Directions: Every entry that follows should be written out again exactly.

══════

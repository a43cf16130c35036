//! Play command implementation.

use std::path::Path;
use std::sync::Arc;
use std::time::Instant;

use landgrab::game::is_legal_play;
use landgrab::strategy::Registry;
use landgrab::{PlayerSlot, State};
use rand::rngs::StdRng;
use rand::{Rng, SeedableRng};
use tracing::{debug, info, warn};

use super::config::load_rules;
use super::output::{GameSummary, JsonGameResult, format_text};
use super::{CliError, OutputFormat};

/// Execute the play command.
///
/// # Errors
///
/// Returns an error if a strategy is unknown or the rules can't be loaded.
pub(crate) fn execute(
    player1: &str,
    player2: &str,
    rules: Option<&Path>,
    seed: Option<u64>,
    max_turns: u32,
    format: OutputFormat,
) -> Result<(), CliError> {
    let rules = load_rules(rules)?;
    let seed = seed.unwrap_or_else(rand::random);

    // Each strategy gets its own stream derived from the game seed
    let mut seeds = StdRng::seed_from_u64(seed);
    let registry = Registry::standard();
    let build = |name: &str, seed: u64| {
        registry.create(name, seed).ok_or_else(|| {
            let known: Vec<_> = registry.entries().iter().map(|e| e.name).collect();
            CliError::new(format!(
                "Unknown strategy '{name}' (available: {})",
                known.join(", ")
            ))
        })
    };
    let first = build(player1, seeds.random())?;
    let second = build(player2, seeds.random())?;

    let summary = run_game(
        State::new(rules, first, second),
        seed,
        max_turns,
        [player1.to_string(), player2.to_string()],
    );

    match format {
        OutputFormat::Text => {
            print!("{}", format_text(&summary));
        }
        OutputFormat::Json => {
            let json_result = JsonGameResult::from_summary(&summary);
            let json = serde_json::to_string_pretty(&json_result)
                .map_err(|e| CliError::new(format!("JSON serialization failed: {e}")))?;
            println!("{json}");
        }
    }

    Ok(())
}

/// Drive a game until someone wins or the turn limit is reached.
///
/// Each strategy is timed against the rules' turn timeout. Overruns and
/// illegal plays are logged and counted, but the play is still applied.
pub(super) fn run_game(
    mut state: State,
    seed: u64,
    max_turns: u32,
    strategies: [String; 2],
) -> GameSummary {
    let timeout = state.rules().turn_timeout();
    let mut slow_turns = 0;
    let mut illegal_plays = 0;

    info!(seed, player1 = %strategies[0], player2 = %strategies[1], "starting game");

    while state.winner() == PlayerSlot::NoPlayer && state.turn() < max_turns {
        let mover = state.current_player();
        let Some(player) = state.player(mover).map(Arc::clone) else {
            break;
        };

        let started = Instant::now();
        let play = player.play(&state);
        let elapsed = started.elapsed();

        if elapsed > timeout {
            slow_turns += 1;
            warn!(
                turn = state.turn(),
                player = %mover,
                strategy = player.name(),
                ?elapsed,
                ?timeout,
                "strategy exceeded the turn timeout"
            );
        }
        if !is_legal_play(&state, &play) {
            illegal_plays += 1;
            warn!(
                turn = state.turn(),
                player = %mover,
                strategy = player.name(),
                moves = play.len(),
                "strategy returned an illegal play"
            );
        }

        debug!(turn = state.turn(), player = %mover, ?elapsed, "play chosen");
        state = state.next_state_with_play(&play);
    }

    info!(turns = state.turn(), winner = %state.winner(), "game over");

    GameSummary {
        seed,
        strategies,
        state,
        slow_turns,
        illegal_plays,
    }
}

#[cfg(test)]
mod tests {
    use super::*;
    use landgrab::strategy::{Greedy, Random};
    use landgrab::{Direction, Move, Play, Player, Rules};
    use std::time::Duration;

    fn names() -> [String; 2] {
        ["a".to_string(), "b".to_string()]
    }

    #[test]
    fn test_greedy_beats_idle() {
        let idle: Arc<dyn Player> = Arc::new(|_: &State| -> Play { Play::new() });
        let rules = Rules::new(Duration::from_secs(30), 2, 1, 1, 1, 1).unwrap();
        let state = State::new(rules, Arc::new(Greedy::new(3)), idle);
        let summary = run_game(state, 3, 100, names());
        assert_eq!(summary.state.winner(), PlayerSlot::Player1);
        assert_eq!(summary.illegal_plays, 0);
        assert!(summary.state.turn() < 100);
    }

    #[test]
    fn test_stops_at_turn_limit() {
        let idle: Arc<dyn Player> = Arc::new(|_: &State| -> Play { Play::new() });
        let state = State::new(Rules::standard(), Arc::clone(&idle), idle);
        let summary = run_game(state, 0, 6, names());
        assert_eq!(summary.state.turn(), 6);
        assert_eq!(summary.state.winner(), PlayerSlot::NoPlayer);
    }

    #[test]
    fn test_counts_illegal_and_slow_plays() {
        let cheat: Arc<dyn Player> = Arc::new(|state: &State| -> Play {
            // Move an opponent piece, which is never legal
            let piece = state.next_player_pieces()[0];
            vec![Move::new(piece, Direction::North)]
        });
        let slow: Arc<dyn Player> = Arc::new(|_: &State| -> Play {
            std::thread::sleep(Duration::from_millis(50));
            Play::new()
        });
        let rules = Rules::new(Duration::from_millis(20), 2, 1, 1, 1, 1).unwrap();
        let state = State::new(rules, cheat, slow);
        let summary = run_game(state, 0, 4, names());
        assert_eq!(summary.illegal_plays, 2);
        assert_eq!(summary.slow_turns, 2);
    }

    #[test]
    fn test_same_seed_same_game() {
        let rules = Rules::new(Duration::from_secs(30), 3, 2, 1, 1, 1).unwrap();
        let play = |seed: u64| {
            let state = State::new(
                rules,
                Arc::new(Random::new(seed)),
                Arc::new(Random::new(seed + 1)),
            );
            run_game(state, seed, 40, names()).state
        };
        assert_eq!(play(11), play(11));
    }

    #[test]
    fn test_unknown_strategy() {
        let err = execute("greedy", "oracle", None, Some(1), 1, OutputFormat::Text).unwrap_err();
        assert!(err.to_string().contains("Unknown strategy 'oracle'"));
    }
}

══════

Solved problem:
repository a43cf16130c35036
//! Play command implementation.

use std::path::Path;
use std::sync::Arc;
use std::time::Instant;

use landgrab::game::is_legal_play;
use landgrab::strategy::Registry;
use landgrab::{PlayerSlot, State};
use rand::rngs::StdRng;
use rand::{Rng, SeedableRng};
use tracing::{debug, info, warn};

use super::config::load_rules;
use super::output::{GameSummary, JsonGameResult, format_text};
use super::{CliError, OutputFormat};

/// Execute the play command.
///
/// # Errors
///
/// Returns an error if a strategy is unknown or the rules can't be loaded.
pub(crate) fn execute(
    player1: &str,
    player2: &str,
    rules: Option<&Path>,
    seed: Option<u64>,
    max_turns: u32,
    format: OutputFormat,
) -> Result<(), CliError> {
    let rules = load_rules(rules)?;
    let seed = seed.unwrap_or_else(rand::random);

    // Each strategy gets its own stream derived from the game seed
    let mut seeds = StdRng::seed_from_u64(seed);
    let registry = Registry::standard();
    let build = |name: &str, seed: u64| {
        registry.create(name, seed).ok_or_else(|| {
            let known: Vec<_> = registry.entries().iter().map(|e| e.name).collect();
            CliError::new(format!(
                "Unknown strategy '{name}' (available: {})",
                known.join(", ")
            ))
        })
    };
    let first = build(player1, seeds.random())?;
    let second = build(player2, seeds.random())?;

    let summary = run_game(
        State::new(rules, first, second),
        seed,
        max_turns,
        [player1.to_string(), player2.to_string()],
    );

    match format {
        OutputFormat::Text => {
            print!("{}", format_text(&summary));
        }
        OutputFormat::Json => {
            let json_result = JsonGameResult::from_summary(&summary);
            let json = serde_json::to_string_pretty(&json_result)
                .map_err(|e| CliError::new(format!("JSON serialization failed: {e}")))?;
            println!("{json}");
        }
    }

    Ok(())
}

/// Drive a game until someone wins or the turn limit is reached.
///
/// Each strategy is timed against the rules' turn timeout. Overruns and
/// illegal plays are logged and counted, but the play is still applied.
pub(super) fn run_game(
    mut state: State,
    seed: u64,
    max_turns: u32,
    strategies: [String; 2],
) -> GameSummary {
    let timeout = state.rules().turn_timeout();
    let mut slow_turns = 0;
    let mut illegal_plays = 0;

    info!(seed, player1 = %strategies[0], player2 = %strategies[1], "starting game");

    while state.winner() == PlayerSlot::NoPlayer && state.turn() < max_turns {
        let mover = state.current_player();
        let Some(player) = state.player(mover).map(Arc::clone) else {
            break;
        };

        let started = Instant::now();
        let play = player.play(&state);
        let elapsed = started.elapsed();

        if elapsed > timeout {
            slow_turns += 1;
            warn!(
                turn = state.turn(),
                player = %mover,
                strategy = player.name(),
                ?elapsed,
                ?timeout,
                "strategy exceeded the turn timeout"
            );
        }
        if !is_legal_play(&state, &play) {
            illegal_plays += 1;
            warn!(
                turn = state.turn(),
                player = %mover,
                strategy = player.name(),
                moves = play.len(),
                "strategy returned an illegal play"
            );
        }

        debug!(turn = state.turn(), player = %mover, ?elapsed, "play chosen");
        state = state.next_state_with_play(&play);
    }

    info!(turns = state.turn(), winner = %state.winner(), "game over");

    GameSummary {
        seed,
        strategies,
        state,
        slow_turns,
        illegal_plays,
    }
}

#[cfg(test)]
mod tests {
    use super::*;
    use landgrab::strategy::{Greedy, Random};
    use landgrab::{Direction, Move, Play, Player, Rules};
    use std::time::Duration;

    fn names() -> [String; 2] {
        ["a".to_string(), "b".to_string()]
    }

    #[test]
    fn test_greedy_beats_idle() {
        let idle: Arc<dyn Player> = Arc::new(|_: &State| -> Play { Play::new() });
        let rules = Rules::new(Duration::from_secs(30), 2, 1, 1, 1, 1).unwrap();
        let state = State::new(rules, Arc::new(Greedy::new(3)), idle);
        let summary = run_game(state, 3, 100, names());
        assert_eq!(summary.state.winner(), PlayerSlot::Player1);
        assert_eq!(summary.illegal_plays, 0);
        assert!(summary.state.turn() < 100);
    }

    #[test]
    fn test_stops_at_turn_limit() {
        let idle: Arc<dyn Player> = Arc::new(|_: &State| -> Play { Play::new() });
        let state = State::new(Rules::standard(), Arc::clone(&idle), idle);
        let summary = run_game(state, 0, 6, names());
        assert_eq!(summary.state.turn(), 6);
        assert_eq!(summary.state.winner(), PlayerSlot::NoPlayer);
    }

    #[test]
    fn test_counts_illegal_and_slow_plays() {
        let cheat: Arc<dyn Player> = Arc::new(|state: &State| -> Play {
            // Move an opponent piece, which is never legal
            let piece = state.next_player_pieces()[0];
            vec![Move::new(piece, Direction::North)]
        });
        let slow: Arc<dyn Player> = Arc::new(|_: &State| -> Play {
            std::thread::sleep(Duration::from_millis(50));
            Play::new()
        });
        let rules = Rules::new(Duration::from_millis(20), 2, 1, 1, 1, 1).unwrap();
        let state = State::new(rules, cheat, slow);
        let summary = run_game(state, 0, 4, names());
        assert_eq!(summary.illegal_plays, 2);
        assert_eq!(summary.slow_turns, 2);
    }

    #[test]
    fn test_same_seed_same_game() {
        let rules = Rules::new(Duration::from_secs(30), 3, 2, 1, 1, 1).unwrap();
        let play = |seed: u64| {
            let state = State::new(
                rules,
                Arc::new(Random::new(seed)),
                Arc::new(Random::new(seed + 1)),
            );
            run_game(state, seed, 40, names()).state
        };
        assert_eq!(play(11), play(11));
    }

    #[test]
    fn test_unknown_strategy() {
        let err = execute("greedy", "oracle", None, Some(1), 1, OutputFormat::Text).unwrap_err();
        assert!(err.to_string().contains("Unknown strategy 'oracle'"));
    }
}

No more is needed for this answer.